Ice Breakers for Zoom Meetings at Work
- One Word or Phrase. We use this all the time at Rhythm Systems. I’ve seen lots of variations, ranging from very simple (one word to share how you’re feeling today) to more complex (one word to describe our company culture or whatever the meeting is about). This is a great way to break the ice at the start of the meeting if you are a tight-knit team.
- Future Headlines. Ask each person to write a newspaper or magazine headline for the company in 10 years. Give everyone time to work independently and have time for sharing with the larger group. Bonus points, use your BHAG goals from Rhythm's Strategy Execution Software.
- Company Stories. We often open our monthly meeting with Core Values stories or brags about other team members who we’ve noticed living our core values. You can ask people to share any kind of company story or victory to help people feel more positive and engaged.
Zoom Icebreaker Questions
Round-Robin Questions. If you want to keep it simple, just open your meetings by having everyone answer the same question. You can change it up every day or week (based on your meeting rhythms).

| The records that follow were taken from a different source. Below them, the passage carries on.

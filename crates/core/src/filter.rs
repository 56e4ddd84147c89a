//! Property filters
//!
//! Filters restrict feature collections and sampled tables by attribute
//! value. The service applies them; the client only describes them.

use serde::{Deserialize, Serialize};

/// A literal value a property can be compared against.
#[derive(Debug, Clone, PartialEq, Serialize, Deserialize)]
#[serde(untagged)]
pub enum FilterValue {
    Num(f64),
    Str(String),
}

impl From<f64> for FilterValue {
    fn from(v: f64) -> Self {
        Self::Num(v)
    }
}

impl From<&str> for FilterValue {
    fn from(v: &str) -> Self {
        Self::Str(v.to_string())
    }
}

impl From<String> for FilterValue {
    fn from(v: String) -> Self {
        Self::Str(v)
    }
}

/// A filter over a single named property.
#[derive(Debug, Clone, PartialEq, Serialize, Deserialize)]
#[serde(tag = "kind", rename_all = "snake_case")]
pub enum PropertyFilter {
    /// Exact equality match.
    Eq {
        property: String,
        value: FilterValue,
    },
    /// Keep rows where the property is present and non-null.
    NotNull { property: String },
}

impl PropertyFilter {
    pub fn eq(property: &str, value: impl Into<FilterValue>) -> Self {
        Self::Eq {
            property: property.to_string(),
            value: value.into(),
        }
    }

    pub fn not_null(property: &str) -> Self {
        Self::NotNull {
            property: property.to_string(),
        }
    }

    /// The property this filter inspects.
    pub fn property(&self) -> &str {
        match self {
            Self::Eq { property, .. } | Self::NotNull { property } => property,
        }
    }
}
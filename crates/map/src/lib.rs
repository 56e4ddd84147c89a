//! # geoscope Map
//!
//! Client-side map composition. A [`MapView`] collects image layers with
//! their visualization parameters plus an optional title label, and
//! serializes to the map document the service renders. No tiling or
//! pixel work happens locally.

mod document;

pub use document::{Label, LabelPosition, Layer, LonLat, MapView, VisParams};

As you can imagine, the possibilities for these questions are endless, but if you need some help getting started, see the Icebreaker Question list below.
- If you could have a superpower, what would it be?
- What's your favorite season?
- Which historical figure would you want to meet?
- What’s the most interesting place you’ve ever visited?
- Where do you see yourself in 10 years?
- What has been the best day of your life so far?
- What do you want people to remember you for?
- What has been most influential in your life so far?
- What’s the worst travel experience you’ve ever had?
- What’s one important quality of a great boss?
- What’s your biggest personal goal?
- What’s the best TV show you’re watching?
- What’s your biggest accomplishment?
- What do you like most about remote work?
- What do you miss most about your office?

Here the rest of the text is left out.